[Opening Information shown section]

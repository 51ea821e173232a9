//! HTTP transport abstraction and implementations
//!
//! This module defines the [`HttpTransport`] trait that the token refresher
//! and the store client send their requests through. Concrete
//! implementations live in submodules:
//!
//! - [`http::ReqwestTransport`] -- real network I/O over `reqwest`.
//! - [`fake::FakeTransport`] -- in-process fake used in tests (cfg(test)
//!   only).
//!
//! # Design
//!
//! The trait is intentionally minimal: callers `send` a fully described
//! [`HttpRequest`] and get back the status code and the raw body bytes.
//! Decoding and status interpretation belong to the callers.

use serde::de::DeserializeOwned;

use crate::error::{Result, WebstoreError};

/// HTTP verbs used against Google's endpoints.
#[derive(Debug, Clone, Copy, PartialEq, Eq)]
pub enum Method {
    Get,
    Post,
    Put,
}

impl std::fmt::Display for Method {
    fn fmt(&self, f: &mut std::fmt::Formatter<'_>) -> std::fmt::Result {
        let s = match self {
            Method::Get => "GET",
            Method::Post => "POST",
            Method::Put => "PUT",
        };
        f.write_str(s)
    }
}

/// A fully described outbound request.
///
/// # Examples
///
/// ```
/// use webstore_publish::transport::{HttpRequest, Method};
///
/// let request = HttpRequest::new(Method::Post, "https://example.com/token")
///     .header("Content-Type", "application/json")
///     .body(b"{}".to_vec());
///
/// assert_eq!(request.header_value("content-type"), Some("application/json"));
/// assert_eq!(request.body.as_deref(), Some(&b"{}"[..]));
/// ```
#[derive(Debug, Clone, PartialEq, Eq)]
pub struct HttpRequest {
    pub method: Method,
    pub url: String,
    pub headers: Vec<(String, String)>,
    pub body: Option<Vec<u8>>,
}

impl HttpRequest {
    pub fn new(method: Method, url: impl Into<String>) -> Self {
        Self {
            method,
            url: url.into(),
            headers: Vec::new(),
            body: None,
        }
    }

    /// Appends a header. Names are sent as given.
    pub fn header(mut self, name: impl Into<String>, value: impl Into<String>) -> Self {
        self.headers.push((name.into(), value.into()));
        self
    }

    pub fn body(mut self, body: Vec<u8>) -> Self {
        self.body = Some(body);
        self
    }

    /// Returns the first header matching `name`, case-insensitively.
    pub fn header_value(&self, name: &str) -> Option<&str> {
        self.headers
            .iter()
            .find(|(k, _)| k.eq_ignore_ascii_case(name))
            .map(|(_, v)| v.as_str())
    }
}

/// Status code and raw body of a completed exchange.
#[derive(Debug, Clone, PartialEq, Eq)]
pub struct HttpResponse {
    pub status: u16,
    pub body: Vec<u8>,
}

impl HttpResponse {
    pub fn new(status: u16, body: impl Into<Vec<u8>>) -> Self {
        Self {
            status,
            body: body.into(),
        }
    }

    /// Body as text, with invalid UTF-8 replaced.
    pub fn text(&self) -> String {
        String::from_utf8_lossy(&self.body).into_owned()
    }

    /// Fails with [`WebstoreError::RequestFailed`] unless the status is exactly 200.
    ///
    /// The error carries the body text verbatim.
    pub fn ensure_ok(self) -> Result<Self> {
        if self.status != 200 {
            return Err(WebstoreError::RequestFailed {
                status: self.status,
                body: self.text(),
            }
            .into());
        }
        Ok(self)
    }

    /// Decodes the body as JSON.
    pub fn json<T: DeserializeOwned>(&self) -> Result<T> {
        let value = serde_json::from_slice(&self.body).map_err(WebstoreError::Serialization)?;
        Ok(value)
    }
}

/// Abstraction over the HTTP client.
///
/// Implementations must issue exactly one request per call and must not
/// retry. Non-2xx statuses are returned as ordinary responses, never as
/// errors; only transport-level failures are errors.
#[async_trait::async_trait]
pub trait HttpTransport: Send + Sync + std::fmt::Debug {
    /// Send `request` and wait for the complete response.
    ///
    /// # Errors
    ///
    /// Returns [`WebstoreError::Http`] if the request could not be sent or
    /// the body could not be read.
    async fn send(&self, request: HttpRequest) -> Result<HttpResponse>;
}

pub mod http;

#[cfg(test)]
pub mod fake;
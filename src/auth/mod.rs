//! OAuth2 support for the Chrome Web Store
//!
//! Only the refresh-token grant is implemented: the action is handed a
//! long-lived refresh token and trades it for a short-lived bearer token
//! once per run.

pub mod token;

pub use token::{AccessToken, Credentials, TokenRefresher, CHROME_WEBSTORE_SCOPE};
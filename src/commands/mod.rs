//! Action driver
//!
//! Runs the linear sequence for the configured action:
//!
//! 1. `test` reports immediately without any network call.
//! 2. Otherwise the package is read, an access token is refreshed and the
//!    package is uploaded.
//! 3. `uploadPublish` additionally publishes the uploaded draft.
//!
//! The output file is written once, after the last step succeeded. Any
//! error ends the run with nothing written.

use std::path::Path;
use std::sync::Arc;

use anyhow::Context;

use crate::auth::TokenRefresher;
use crate::config::{Action, Config};
use crate::error::{Result, WebstoreError};
use crate::output::{write_output, RESULT_KEY};
use crate::store::StoreClient;
use crate::transport::HttpTransport;

/// How far a successful run got.
#[derive(Debug, Clone, Copy, PartialEq, Eq)]
pub enum Outcome {
    TestOk,
    UploadOk,
    PublishOk,
}

impl Outcome {
    /// Value reported under the `result` output key.
    pub fn as_str(&self) -> &'static str {
        match self {
            Outcome::TestOk => "testOK",
            Outcome::UploadOk => "uploadOK",
            Outcome::PublishOk => "publishOK",
        }
    }
}

impl std::fmt::Display for Outcome {
    fn fmt(&self, f: &mut std::fmt::Formatter<'_>) -> std::fmt::Result {
        f.write_str(self.as_str())
    }
}

/// Runs the configured action and records its result.
///
/// # Errors
///
/// Propagates the first failing step; the output file is left untouched.
pub async fn run(config: &Config, transport: Arc<dyn HttpTransport>) -> Result<Outcome> {
    let outcome = execute(config, transport).await?;

    write_output(&config.output_path, RESULT_KEY, outcome.as_str())?;
    tracing::info!(
        "Wrote {}={} to {}",
        RESULT_KEY,
        outcome,
        config.output_path.display()
    );

    Ok(outcome)
}

async fn execute(config: &Config, transport: Arc<dyn HttpTransport>) -> Result<Outcome> {
    if config.action == Action::Test {
        tracing::info!("Test action requested, skipping all network calls");
        return Ok(Outcome::TestOk);
    }

    let target = config.target()?;
    let package = read_package(&target.package_path)?;
    tracing::info!(
        "Loaded extension package {} ({} bytes)",
        target.package_path.display(),
        package.len()
    );

    let refresher =
        TokenRefresher::new(Arc::clone(&transport), config.endpoints.token_url.as_str());
    let token = refresher
        .refresh(&target.credentials)
        .await
        .context("failed to acquire access token")?;
    tracing::info!("Token refresh succeeded");

    let store = StoreClient::new(
        transport,
        config.endpoints.api_base_url.as_str(),
        config.endpoints.upload_base_url.as_str(),
    );

    let item = store
        .upload(&token, &target.extension_id, package)
        .await
        .context("failed to upload")?;
    tracing::info!(
        id = %item.id,
        crx_version = %item.crx_version,
        upload_state = ?item.upload_state,
        "Upload succeeded"
    );

    if !config.action.publishes() {
        return Ok(Outcome::UploadOk);
    }

    let result = store
        .publish(&token, &target.extension_id)
        .await
        .context("failed to publish")?;
    if result.is_ok() {
        tracing::info!(item_id = %result.item_id, status = ?result.status, "Publish succeeded");
    } else {
        tracing::warn!(
            item_id = %result.item_id,
            status = ?result.status,
            status_detail = ?result.status_detail,
            "Publish request accepted with non-OK status"
        );
    }

    Ok(Outcome::PublishOk)
}

fn read_package(path: &Path) -> Result<Vec<u8>> {
    std::fs::read(path).map_err(|source| {
        WebstoreError::PackageRead {
            path: path.to_path_buf(),
            source,
        }
        .into()
    })
}

#[cfg(test)]
mod tests {
    use super::*;
    use crate::auth::{Credentials, CHROME_WEBSTORE_SCOPE};
    use crate::config::{Endpoints, PublishTarget};
    use crate::transport::fake::FakeTransport;
    use crate::transport::Method;
    use serde_json::json;
    use tempfile::TempDir;

    const ITEM_ID: &str = "abcdefghijklmnopabcdefghijklmnop";

    struct Fixture {
        dir: TempDir,
        transport: Arc<FakeTransport>,
    }

    impl Fixture {
        fn new() -> Self {
            let dir = TempDir::new().expect("tempdir");
            std::fs::write(dir.path().join("ext.zip"), b"PK\x03\x04zip").expect("package");
            Self {
                dir,
                transport: Arc::new(FakeTransport::new()),
            }
        }

        fn config(&self, action: Action) -> Config {
            let target = match action {
                Action::Test => None,
                _ => Some(PublishTarget {
                    credentials: Credentials::new("client", "secret", "refresh"),
                    extension_id: ITEM_ID.to_string(),
                    package_path: self.dir.path().join("ext.zip"),
                }),
            };
            Config {
                action,
                output_path: self.dir.path().join("output"),
                target,
                endpoints: Endpoints {
                    token_url: "https://oauth.test/token".to_string(),
                    api_base_url: "https://api.test/v1.1".to_string(),
                    upload_base_url: "https://upload.test/v1.1".to_string(),
                },
            }
        }

        fn output(&self) -> Option<String> {
            std::fs::read_to_string(self.dir.path().join("output")).ok()
        }

        fn push_token(&self) {
            self.transport.push_json(
                200,
                json!({
                    "access_token": "ya29.run",
                    "expires_in": 3599,
                    "scope": CHROME_WEBSTORE_SCOPE,
                    "token_type": "Bearer"
                }),
            );
        }

        fn push_upload(&self, state: &str) {
            let item_error = if state == "FAILURE" {
                json!([{"error_code": "PKG_INVALID_VERSION_NUMBER", "error_detail": "bump the version"}])
            } else {
                json!([])
            };
            self.transport.push_json(
                200,
                json!({
                    "kind": "chromewebstore#item",
                    "id": ITEM_ID,
                    "uploadState": state,
                    "itemError": item_error
                }),
            );
        }

        fn push_publish(&self, status: &str) {
            self.transport.push_json(
                200,
                json!({"kind": "chromewebstore#item", "item_id": ITEM_ID, "status": [status], "statusDetail": []}),
            );
        }
    }

    #[test]
    fn test_outcome_values() {
        assert_eq!(Outcome::TestOk.as_str(), "testOK");
        assert_eq!(Outcome::UploadOk.as_str(), "uploadOK");
        assert_eq!(Outcome::PublishOk.as_str(), "publishOK");
    }

    #[tokio::test]
    async fn test_test_action_makes_no_network_calls() {
        let fx = Fixture::new();

        let outcome = run(&fx.config(Action::Test), fx.transport.clone())
            .await
            .expect("run");

        assert_eq!(outcome, Outcome::TestOk);
        assert!(fx.transport.requests().is_empty());
        assert_eq!(fx.output().as_deref(), Some("result=testOK\n"));
    }

    #[tokio::test]
    async fn test_upload_action_does_not_publish() {
        let fx = Fixture::new();
        fx.push_token();
        fx.push_upload("SUCCESS");

        let outcome = run(&fx.config(Action::Upload), fx.transport.clone())
            .await
            .expect("run");

        assert_eq!(outcome, Outcome::UploadOk);
        let requests = fx.transport.requests();
        assert_eq!(requests.len(), 2);
        assert_eq!(requests[0].url, "https://oauth.test/token");
        assert_eq!(requests[1].method, Method::Put);
        assert_eq!(requests[1].body.as_deref(), Some(&b"PK\x03\x04zip"[..]));
        assert_eq!(fx.output().as_deref(), Some("result=uploadOK\n"));
    }

    #[tokio::test]
    async fn test_upload_publish_runs_all_three_calls() {
        let fx = Fixture::new();
        fx.push_token();
        fx.push_upload("SUCCESS");
        fx.push_publish("OK");

        let outcome = run(&fx.config(Action::UploadPublish), fx.transport.clone())
            .await
            .expect("run");

        assert_eq!(outcome, Outcome::PublishOk);
        let requests = fx.transport.requests();
        assert_eq!(requests.len(), 3);
        assert_eq!(
            requests[2].url,
            format!("https://api.test/v1.1/items/{ITEM_ID}/publish")
        );
        assert_eq!(
            requests[2].header_value("authorization"),
            Some("Bearer ya29.run")
        );
        // Only the final result is reported.
        assert_eq!(fx.output().as_deref(), Some("result=publishOK\n"));
    }

    #[tokio::test]
    async fn test_publish_pending_review_still_reports_publish_ok() {
        let fx = Fixture::new();
        fx.push_token();
        fx.push_upload("SUCCESS");
        fx.push_publish("ITEM_PENDING_REVIEW");

        let outcome = run(&fx.config(Action::UploadPublish), fx.transport.clone())
            .await
            .expect("run");

        assert_eq!(outcome, Outcome::PublishOk);
        assert_eq!(fx.transport.requests().len(), 3);
        assert_eq!(fx.output().as_deref(), Some("result=publishOK\n"));
    }

    #[tokio::test]
    async fn test_failed_upload_skips_publish_and_output() {
        let fx = Fixture::new();
        fx.push_token();
        fx.push_upload("FAILURE");
        fx.push_publish("OK");

        let err = run(&fx.config(Action::UploadPublish), fx.transport.clone())
            .await
            .unwrap_err();

        assert!(err.to_string().contains("failed to upload"));
        assert!(format!("{:#}", err).contains("bump the version"));
        assert!(matches!(
            err.downcast_ref::<WebstoreError>(),
            Some(WebstoreError::UploadFailed(_))
        ));
        assert_eq!(fx.transport.requests().len(), 2);
        assert!(fx.output().is_none());
    }

    #[tokio::test]
    async fn test_token_failure_stops_before_upload() {
        let fx = Fixture::new();
        fx.transport
            .push_response(401, r#"{"error": "unauthorized_client"}"#);

        let err = run(&fx.config(Action::Upload), fx.transport.clone())
            .await
            .unwrap_err();

        assert!(format!("{:#}", err).contains(r#"{"error": "unauthorized_client"}"#));
        assert_eq!(fx.transport.requests().len(), 1);
        assert!(fx.output().is_none());
    }

    #[tokio::test]
    async fn test_missing_package_makes_no_network_calls() {
        let fx = Fixture::new();
        let mut config = fx.config(Action::Upload);
        if let Some(target) = config.target.as_mut() {
            target.package_path = fx.dir.path().join("missing.zip");
        }

        let err = run(&config, fx.transport.clone()).await.unwrap_err();

        assert!(matches!(
            err.downcast_ref::<WebstoreError>(),
            Some(WebstoreError::PackageRead { .. })
        ));
        assert!(fx.transport.requests().is_empty());
        assert!(fx.output().is_none());
    }

    #[tokio::test]
    async fn test_publish_failure_writes_no_output() {
        let fx = Fixture::new();
        fx.push_token();
        fx.push_upload("SUCCESS");
        fx.transport.push_response(500, "backend error");

        let err = run(&fx.config(Action::UploadPublish), fx.transport.clone())
            .await
            .unwrap_err();

        assert!(format!("{:#}", err).contains("backend error"));
        assert!(fx.output().is_none());
    }
}
//! Response bodies of the Chrome Web Store API (v1.1)

use serde::{Deserialize, Serialize};

/// Processing state of the most recent package upload.
#[derive(Debug, Clone, Copy, PartialEq, Eq, Serialize, Deserialize)]
#[serde(rename_all = "SCREAMING_SNAKE_CASE")]
pub enum UploadState {
    Pending,
    Success,
    Failure,
    InProgress,
    /// Any state this client does not know about.
    #[serde(other)]
    Unknown,
}

/// One entry of an item's `itemError` list.
#[derive(Debug, Clone, Default, PartialEq, Eq, Serialize, Deserialize)]
pub struct ItemError {
    #[serde(default)]
    pub error_code: String,
    #[serde(default)]
    pub error_detail: String,
}

impl std::fmt::Display for ItemError {
    fn fmt(&self, f: &mut std::fmt::Formatter<'_>) -> std::fmt::Result {
        write!(f, "{}: {}", self.error_code, self.error_detail)
    }
}

/// Server-side view of an extension, returned by item fetches and uploads.
///
/// # Examples
///
/// ```
/// use webstore_publish::store::{ExtensionItem, UploadState};
///
/// let json = r#"{
///     "kind": "chromewebstore#item",
///     "id": "abcdefghijklmnopabcdefghijklmnop",
///     "uploadState": "SUCCESS",
///     "crxVersion": "1.2.3"
/// }"#;
///
/// let item: ExtensionItem = serde_json::from_str(json).unwrap();
/// assert_eq!(item.upload_state, Some(UploadState::Success));
/// assert!(item.item_error.is_empty());
/// ```
#[derive(Debug, Clone, Default, PartialEq, Eq, Serialize, Deserialize)]
#[serde(rename_all = "camelCase")]
pub struct ExtensionItem {
    #[serde(default)]
    pub kind: String,

    #[serde(default)]
    pub id: String,

    #[serde(default)]
    pub public_key: String,

    #[serde(default, skip_serializing_if = "Option::is_none")]
    pub upload_state: Option<UploadState>,

    #[serde(default)]
    pub crx_version: String,

    #[serde(default)]
    pub item_error: Vec<ItemError>,
}

impl ExtensionItem {
    /// Returns `true` when the store reported the upload as failed.
    pub fn upload_failed(&self) -> bool {
        self.upload_state == Some(UploadState::Failure)
    }
}

/// Result of a publish request.
#[derive(Debug, Clone, Default, PartialEq, Eq, Serialize, Deserialize)]
pub struct PublishResult {
    #[serde(default)]
    pub kind: String,

    #[serde(default)]
    pub item_id: String,

    /// Status codes such as `OK` or `ITEM_PENDING_REVIEW`.
    #[serde(default)]
    pub status: Vec<String>,

    #[serde(default, rename = "statusDetail")]
    pub status_detail: Vec<String>,
}

impl PublishResult {
    /// Returns `true` when every reported status is `OK`.
    pub fn is_ok(&self) -> bool {
        self.status.iter().all(|s| s == "OK")
    }
}
//! Error types for webstore-publish
//!
//! This module defines all error types used throughout the action,
//! using `thiserror` for ergonomic error handling.

use std::path::PathBuf;

use thiserror::Error;

use crate::store::ItemError;

/// Main error type for webstore-publish operations
///
/// Every variant is terminal for the run: nothing is retried, and the
/// binary reports the error and exits non-zero.
#[derive(Error, Debug)]
pub enum WebstoreError {
    /// Configuration-related errors (missing or malformed inputs)
    #[error("Configuration error: {0}")]
    Config(String),

    /// The action selector is not one of `test`, `upload`, `uploadPublish`
    #[error("action not supported: {0}")]
    UnsupportedAction(String),

    /// The extension package could not be read from disk
    #[error("failed to read extension file {}: {source}", .path.display())]
    PackageRead {
        /// Path that was requested
        path: PathBuf,
        /// Underlying I/O failure
        #[source]
        source: std::io::Error,
    },

    /// An endpoint answered with something other than `200 OK`.
    ///
    /// The raw response body is kept verbatim for operator diagnosis.
    #[error("request failed ({status}): {body}")]
    RequestFailed {
        /// HTTP status code returned by the server
        status: u16,
        /// Raw response body text
        body: String,
    },

    /// The granted token scope does not include the Chrome Web Store scope
    #[error("chromewebstore scope missing. Actual: {0}")]
    MissingScope(String),

    /// The token endpoint issued something other than a bearer token
    #[error("token type must be bearer. Actual: {0}")]
    InvalidTokenType(String),

    /// The store accepted the upload request but reported `FAILURE`
    #[error("upload failed: {}", format_item_errors(.0))]
    UploadFailed(Vec<ItemError>),

    /// IO errors
    #[error("IO error: {0}")]
    Io(#[from] std::io::Error),

    /// JSON serialization/deserialization errors
    #[error("Serialization error: {0}")]
    Serialization(#[from] serde_json::Error),

    /// HTTP transport errors
    #[error("HTTP error: {0}")]
    Http(#[from] reqwest::Error),
}

fn format_item_errors(errors: &[ItemError]) -> String {
    if errors.is_empty() {
        return "no error details reported".to_string();
    }
    errors
        .iter()
        .map(ToString::to_string)
        .collect::<Vec<_>>()
        .join("; ")
}

/// Result type alias for webstore-publish operations
///
/// Uses `anyhow::Error` so that step boundaries can attach context while
/// callers can still downcast to [`WebstoreError`].
pub type Result<T> = anyhow::Result<T>;
//! webstore-publish - Chrome Web Store upload/publish action
//!
#![doc = "Main entry point for the webstore-publish binary."]

use std::process::ExitCode;
use std::sync::Arc;

use tracing_subscriber::{fmt, layer::SubscriberExt, util::SubscriberInitExt, EnvFilter};

use webstore_publish::cli::Cli;
use webstore_publish::commands::{self, Outcome};
use webstore_publish::config::Config;
use webstore_publish::transport::http::ReqwestTransport;
use webstore_publish::Result;

#[tokio::main(flavor = "current_thread")]
async fn main() -> ExitCode {
    // Parse command line arguments and INPUT_* environment
    let cli = Cli::parse_args();

    // Initialize tracing
    init_tracing(cli.verbose, cli.json_logs);

    // Single place where failures are reported and the exit code is chosen
    match run(&cli).await {
        Ok(outcome) => {
            tracing::debug!("Finished with {}", outcome);
            ExitCode::SUCCESS
        }
        Err(e) => {
            tracing::error!("{:#}", e);
            ExitCode::FAILURE
        }
    }
}

async fn run(cli: &Cli) -> Result<Outcome> {
    let config = Config::from_cli(cli)?;
    config.validate()?;

    tracing::info!("Running action {}", config.action);
    if let Some(target) = &config.target {
        tracing::debug!(
            extension_id = %target.extension_id,
            credentials = ?target.credentials,
            "Publish target"
        );
    }

    let transport = Arc::new(ReqwestTransport::new());
    commands::run(&config, transport).await
}

/// Initialize tracing subscriber with environment filter
fn init_tracing(verbose: bool, json_logs: bool) {
    let default_directive = if verbose {
        "webstore_publish=debug"
    } else {
        "webstore_publish=info"
    };
    let env_filter =
        EnvFilter::try_from_default_env().unwrap_or_else(|_| EnvFilter::new(default_directive));

    let registry = tracing_subscriber::registry().with(env_filter);
    if json_logs {
        registry
            .with(fmt::layer().json().with_writer(std::io::stderr))
            .init();
    } else {
        registry.with(fmt::layer().with_writer(std::io::stderr)).init();
    }
}
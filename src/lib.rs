//! webstore-publish - Chrome Web Store upload/publish action library
//!
//! This library refreshes an OAuth2 access token from a long-lived refresh
//! token and drives the Chrome Web Store API to upload, and optionally
//! publish, a browser extension package.
//!
//! # Architecture
//!
//! The library is organized into the following modules:
//!
//! - `transport`: minimal HTTP abstraction with a `reqwest` implementation
//! - `auth`: refresh-token grant and access token validation
//! - `store`: Chrome Web Store item, upload and publish calls
//! - `config`: run configuration built from the CLI
//! - `commands`: the linear action driver
//! - `output`: step output file writing
//! - `error`: error types and result aliases
//! - `cli`: command-line interface definition
//!
//! # Example
//!
//! ```no_run
//! use std::sync::Arc;
//! use webstore_publish::{commands, Cli, Config};
//! use webstore_publish::transport::http::ReqwestTransport;
//!
//! #[tokio::main]
//! async fn main() -> anyhow::Result<()> {
//!     let config = Config::from_cli(&Cli::parse_args())?;
//!     config.validate()?;
//!
//!     let outcome = commands::run(&config, Arc::new(ReqwestTransport::new())).await?;
//!     println!("result={}", outcome);
//!     Ok(())
//! }
//! ```

pub mod auth;
pub mod cli;
pub mod commands;
pub mod config;
pub mod error;
pub mod output;
pub mod store;
pub mod transport;

// Re-export commonly used types
pub use auth::{AccessToken, Credentials, TokenRefresher};
pub use cli::Cli;
pub use commands::Outcome;
pub use config::{Action, Config};
pub use error::{Result, WebstoreError};
pub use store::{ExtensionItem, PublishResult, StoreClient};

[Closing Information shown section]

> _Problem requirements_
Determine how many lines of the data above hold the word "entry". Output that number only.

> _The answer_
2